• LinkedIn
  • Join Us on Google Plus!
  • Subcribe to Our RSS Feed

Kamis, 24 Januari 2013

Tradisi Sekaten Kraton Yogyakarta

20.55 // by dalijo // , // 5 comments


Sekaten, Kraton Yogyakarta
Prajurit keluar dari Pratjimosono, tempat persiapan prajurit
Sekitar 1500 tahun yang lalu tepatnya 20 April 570 atau dalam kalender Arab pada 12 Rabiulawal tahun Gajah, seorang Nabi besar pembawa Agama Islam dilahirkan, beliau adalah Muhammad SAW. Sampai sekarang hari kelahirannya masih diperingati oleh umatnya, tak terkecuali oleh Keraton Yogyakarta dengan rangkaian acara yang disebut Sekaten.

Sekaten sejatinya berasal dari kalimat Syahadatain, oleh lidah orang Jawa pelafalannya dipermudah menjadi sekaten.
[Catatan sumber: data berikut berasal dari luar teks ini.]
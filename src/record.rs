//! Log record model shared by every buffering tier.
//!
//! A [`LogRecord`] is an immutable value: module and message are bounded at
//! construction time and the record is copied by value into whichever tier
//! holds it (memory queue, overflow slot, or an in-flight batch).

use std::fmt;
use std::sync::atomic::{AtomicI64, Ordering};

use chrono::Utc;
use serde::Serialize;

/// Maximum number of meaningful bytes in a module name.
pub const MAX_MODULE_LEN: usize = 31;

/// Maximum number of meaningful bytes in a formatted message.
pub const MAX_MESSAGE_LEN: usize = 255;

/// Module name used when the caller supplies an empty one.
const UNKNOWN_MODULE: &str = "unknown";

const TIMESTAMP_FIELD: usize = 8;
const LEVEL_FIELD: usize = 1;
const MODULE_FIELD: usize = MAX_MODULE_LEN + 1;
const MESSAGE_FIELD: usize = MAX_MESSAGE_LEN + 1;

const MODULE_OFFSET: usize = TIMESTAMP_FIELD + LEVEL_FIELD;
const MESSAGE_OFFSET: usize = MODULE_OFFSET + MODULE_FIELD;

/// Size of one persisted record slot in the overflow file.
pub const RECORD_SLOT_SIZE: usize = MESSAGE_OFFSET + MESSAGE_FIELD;

/// Last timestamp handed out, used to keep record timestamps non-decreasing.
static LAST_TIMESTAMP_MS: AtomicI64 = AtomicI64::new(0);

/// Log severity levels understood by the collector.
#[derive(Debug, Clone, Copy, PartialEq, Eq, Hash, Serialize)]
#[serde(rename_all = "lowercase")]
pub enum LogLevel {
    Error,
    Warn,
    Info,
    Debug,
}

impl LogLevel {
    /// Get all possible log levels, most severe first.
    pub fn all() -> &'static [LogLevel] {
        &[LogLevel::Error, LogLevel::Warn, LogLevel::Info, LogLevel::Debug]
    }

    /// Wire name of the level.
    pub fn as_str(&self) -> &'static str {
        match self {
            LogLevel::Error => "error",
            LogLevel::Warn => "warn",
            LogLevel::Info => "info",
            LogLevel::Debug => "debug",
        }
    }

    fn to_byte(self) -> u8 {
        match self {
            LogLevel::Error => 0,
            LogLevel::Warn => 1,
            LogLevel::Info => 2,
            LogLevel::Debug => 3,
        }
    }

    fn from_byte(byte: u8) -> Option<Self> {
        match byte {
            0 => Some(LogLevel::Error),
            1 => Some(LogLevel::Warn),
            2 => Some(LogLevel::Info),
            3 => Some(LogLevel::Debug),
            _ => None,
        }
    }
}

impl fmt::Display for LogLevel {
    fn fmt(&self, f: &mut fmt::Formatter<'_>) -> fmt::Result {
        f.write_str(self.as_str())
    }
}

/// A single log event waiting to be shipped.
///
/// Serializes to the collector's per-record shape:
/// `{"timestamp", "level", "module", "message"}`.
#[derive(Debug, Clone, PartialEq, Eq, Serialize)]
pub struct LogRecord {
    timestamp: i64,
    level: LogLevel,
    module: String,
    message: String,
}

impl LogRecord {
    /// Create a record stamped with the current time.
    ///
    /// Module and message are truncated to [`MAX_MODULE_LEN`] and
    /// [`MAX_MESSAGE_LEN`] bytes on a character boundary.
    pub fn new(level: LogLevel, module: &str, message: &str) -> Self {
        Self::with_timestamp(now_millis(), level, module, message)
    }

    /// Create a record whose message is produced by a bounded formatter.
    ///
    /// Formatting stops silently once [`MAX_MESSAGE_LEN`] bytes are written.
    pub fn from_args(level: LogLevel, module: &str, args: fmt::Arguments<'_>) -> Self {
        let message = format_bounded(args, MAX_MESSAGE_LEN);
        Self::with_timestamp(now_millis(), level, module, &message)
    }

    /// Create a record with an explicit timestamp (milliseconds since the Unix epoch).
    pub fn with_timestamp(timestamp: i64, level: LogLevel, module: &str, message: &str) -> Self {
        let module = bounded(module, MAX_MODULE_LEN);
        let module = if module.is_empty() {
            UNKNOWN_MODULE
        } else {
            module
        };

        Self {
            timestamp,
            level,
            module: module.to_owned(),
            message: bounded(message, MAX_MESSAGE_LEN).to_owned(),
        }
    }

    pub fn timestamp(&self) -> i64 {
        self.timestamp
    }

    pub fn level(&self) -> LogLevel {
        self.level
    }

    pub fn module(&self) -> &str {
        &self.module
    }

    pub fn message(&self) -> &str {
        &self.message
    }

    /// Encode into a fixed-size overflow slot.
    ///
    /// Layout: timestamp (i64 LE), level byte, module and message as
    /// NUL-padded fields of 32 and 256 bytes.
    pub(crate) fn encode_slot(&self) -> [u8; RECORD_SLOT_SIZE] {
        let mut slot = [0u8; RECORD_SLOT_SIZE];
        slot[..TIMESTAMP_FIELD].copy_from_slice(&self.timestamp.to_le_bytes());
        slot[TIMESTAMP_FIELD] = self.level.to_byte();

        let module = self.module.as_bytes();
        slot[MODULE_OFFSET..MODULE_OFFSET + module.len()].copy_from_slice(module);

        let message = self.message.as_bytes();
        slot[MESSAGE_OFFSET..MESSAGE_OFFSET + message.len()].copy_from_slice(message);

        slot
    }

    /// Decode a slot written by [`LogRecord::encode_slot`].
    ///
    /// Returns `None` for an unknown level byte or non UTF-8 text.
    pub(crate) fn decode_slot(slot: &[u8; RECORD_SLOT_SIZE]) -> Option<Self> {
        let mut timestamp = [0u8; TIMESTAMP_FIELD];
        timestamp.copy_from_slice(&slot[..TIMESTAMP_FIELD]);

        let level = LogLevel::from_byte(slot[TIMESTAMP_FIELD])?;
        let module = read_padded(&slot[MODULE_OFFSET..MESSAGE_OFFSET])?;
        let message = read_padded(&slot[MESSAGE_OFFSET..])?;

        Some(Self {
            timestamp: i64::from_le_bytes(timestamp),
            level,
            module,
            message,
        })
    }
}

/// Current time in milliseconds since the Unix epoch, never going backwards
/// across calls within this process.
pub fn now_millis() -> i64 {
    let wall = Utc::now().timestamp_millis();
    let previous = LAST_TIMESTAMP_MS.fetch_max(wall, Ordering::AcqRel);
    previous.max(wall)
}

/// Format `args` into a string of at most `limit` bytes.
///
/// Output past the limit is discarded; the cut always lands on a character
/// boundary so the result stays valid UTF-8.
pub fn format_bounded(args: fmt::Arguments<'_>, limit: usize) -> String {
    let mut writer = BoundedWriter {
        buf: String::with_capacity(limit.min(64)),
        limit,
        full: false,
    };
    // BoundedWriter never reports an error; a failing Display impl simply
    // leaves whatever it wrote so far.
    let _ = fmt::write(&mut writer, args);
    writer.buf
}

/// Last path segment of a `module_path!()` string.
pub fn module_name(path: &str) -> &str {
    path.rsplit("::").next().unwrap_or(path)
}

struct BoundedWriter {
    buf: String,
    limit: usize,
    full: bool,
}

impl fmt::Write for BoundedWriter {
    fn write_str(&mut self, s: &str) -> fmt::Result {
        if self.full {
            return Ok(());
        }

        let room = self.limit - self.buf.len();
        if s.len() <= room {
            self.buf.push_str(s);
        } else {
            let cut = floor_char_boundary(s, room);
            self.buf.push_str(&s[..cut]);
            self.full = true;
        }
        Ok(())
    }
}

/// Text up to the first NUL, cut to `limit` bytes.
fn bounded(s: &str, limit: usize) -> &str {
    let s = s.split('\0').next().unwrap_or_default();
    &s[..floor_char_boundary(s, limit)]
}

fn floor_char_boundary(s: &str, index: usize) -> usize {
    let mut index = index.min(s.len());
    while !s.is_char_boundary(index) {
        index -= 1;
    }
    index
}

fn read_padded(field: &[u8]) -> Option<String> {
    let end = field.iter().position(|&b| b == 0).unwrap_or(field.len());
    std::str::from_utf8(&field[..end]).ok().map(str::to_owned)
}

/// Ship a record through a [`LogShipper`](crate::LogShipper), using the
/// calling module's name.
///
/// ```no_run
/// # async fn demo(shipper: edge_log_shipper::LogShipper) {
/// use edge_log_shipper::{ship_log, LogLevel};
///
/// let _ = ship_log!(shipper, LogLevel::Info, "door opened after {} ms", 120);
/// # }
/// ```
#[macro_export]
macro_rules! ship_log {
    ($shipper:expr, $level:expr, $($arg:tt)+) => {
        $shipper.add_fmt(
            $level,
            $crate::record::module_name(module_path!()),
            format_args!($($arg)+),
        )
    };
}

#[macro_export]
macro_rules! ship_error {
    ($shipper:expr, $($arg:tt)+) => {
        $crate::ship_log!($shipper, $crate::LogLevel::Error, $($arg)+)
    };
}

#[macro_export]
macro_rules! ship_warn {
    ($shipper:expr, $($arg:tt)+) => {
        $crate::ship_log!($shipper, $crate::LogLevel::Warn, $($arg)+)
    };
}

#[macro_export]
macro_rules! ship_info {
    ($shipper:expr, $($arg:tt)+) => {
        $crate::ship_log!($shipper, $crate::LogLevel::Info, $($arg)+)
    };
}

#[macro_export]
macro_rules! ship_debug {
    ($shipper:expr, $($arg:tt)+) => {
        $crate::ship_log!($shipper, $crate::LogLevel::Debug, $($arg)+)
    };
}

#[cfg(test)]
mod tests {
    use super::*;

    #[test]
    fn test_level_wire_names() {
        let names: Vec<&str> = LogLevel::all().iter().map(LogLevel::as_str).collect();
        assert_eq!(names, vec!["error", "warn", "info", "debug"]);
        assert_eq!(format!("{}", LogLevel::Warn), "warn");
    }

    #[test]
    fn test_record_truncates_module_and_message() {
        let module = "m".repeat(40);
        let message = "x".repeat(300);
        let record = LogRecord::new(LogLevel::Info, &module, &message);

        assert_eq!(record.module().len(), MAX_MODULE_LEN);
        assert_eq!(record.message().len(), MAX_MESSAGE_LEN);
    }

    #[test]
    fn test_truncation_respects_char_boundaries() {
        // 'é' is two bytes, so 128 of them are 256 bytes
        let message = "é".repeat(128);
        let record = LogRecord::new(LogLevel::Info, "test", &message);

        assert_eq!(record.message().len(), 254);
        assert!(record.message().chars().all(|c| c == 'é'));
    }

    #[test]
    fn test_empty_module_becomes_unknown() {
        let record = LogRecord::new(LogLevel::Debug, "", "hello");
        assert_eq!(record.module(), "unknown");
    }

    #[test]
    fn test_text_stops_at_nul() {
        let record = LogRecord::new(LogLevel::Info, "net\0junk", "before\0after");
        assert_eq!(record.module(), "net");
        assert_eq!(record.message(), "before");
    }

    #[test]
    fn test_format_bounded() {
        assert_eq!(format_bounded(format_args!("{}-{}", 1, 2), 10), "1-2");
        assert_eq!(format_bounded(format_args!("{}", "abcdef"), 4), "abcd");
        assert_eq!(format_bounded(format_args!("{}{}", "ab", "cdef"), 3), "abc");
    }

    #[test]
    fn test_from_args_applies_message_limit() {
        let record = LogRecord::from_args(
            LogLevel::Warn,
            "sensor",
            format_args!("{}", "y".repeat(1000)),
        );
        assert_eq!(record.message().len(), MAX_MESSAGE_LEN);
        assert_eq!(record.level(), LogLevel::Warn);
    }

    #[test]
    fn test_slot_roundtrip_preserves_record() {
        let record = LogRecord::with_timestamp(
            1_700_000_000_123,
            LogLevel::Error,
            "battery",
            "voltage \"low\" at 3.1V",
        );
        let slot = record.encode_slot();
        assert_eq!(slot.len(), RECORD_SLOT_SIZE);
        assert_eq!(LogRecord::decode_slot(&slot), Some(record));
    }

    #[test]
    fn test_decode_rejects_unknown_level() {
        let record = LogRecord::with_timestamp(1, LogLevel::Info, "m", "msg");
        let mut slot = record.encode_slot();
        slot[TIMESTAMP_FIELD] = 9;
        assert!(LogRecord::decode_slot(&slot).is_none());
    }

    #[test]
    fn test_timestamps_never_go_backwards() {
        let first = LogRecord::new(LogLevel::Info, "a", "1");
        let second = LogRecord::new(LogLevel::Info, "a", "2");
        assert!(second.timestamp() >= first.timestamp());
        assert!(first.timestamp() > 0);
    }

    #[test]
    fn test_module_name_takes_last_segment() {
        assert_eq!(module_name("edge_log_shipper::shipper"), "shipper");
        assert_eq!(module_name("main"), "main");
    }

    #[test]
    fn test_record_serializes_to_wire_shape() {
        let record = LogRecord::with_timestamp(42, LogLevel::Debug, "mod", "msg");
        let json = serde_json::to_value(&record).unwrap();
        assert_eq!(
            json,
            serde_json::json!({
                "timestamp": 42,
                "level": "debug",
                "module": "mod",
                "message": "msg"
            })
        );
    }
}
Konon Sekaten berawal saat zaman Kerajaan Demak, saat raja pertamanya yaitu Raden Patah menyiarkan agama Islam. Saat itu masyarakat Jawa mayoritas masih menganut agama Hindu dan sebagian lagi beragama Budha, dan hampir semuanya menyenangi kesenian gamelan. Hal ini digunakan oleh Raden Patah untuk menarik simpati masyarakat, dia berdakwah dibantu oleh para wali dengan menggunakan iringan gamelan. Akhirnya masyarakat yang datang diajak memeluk agama Islam dengan membaca 2 kalimah syahadat atau yang disebut Syahadatain.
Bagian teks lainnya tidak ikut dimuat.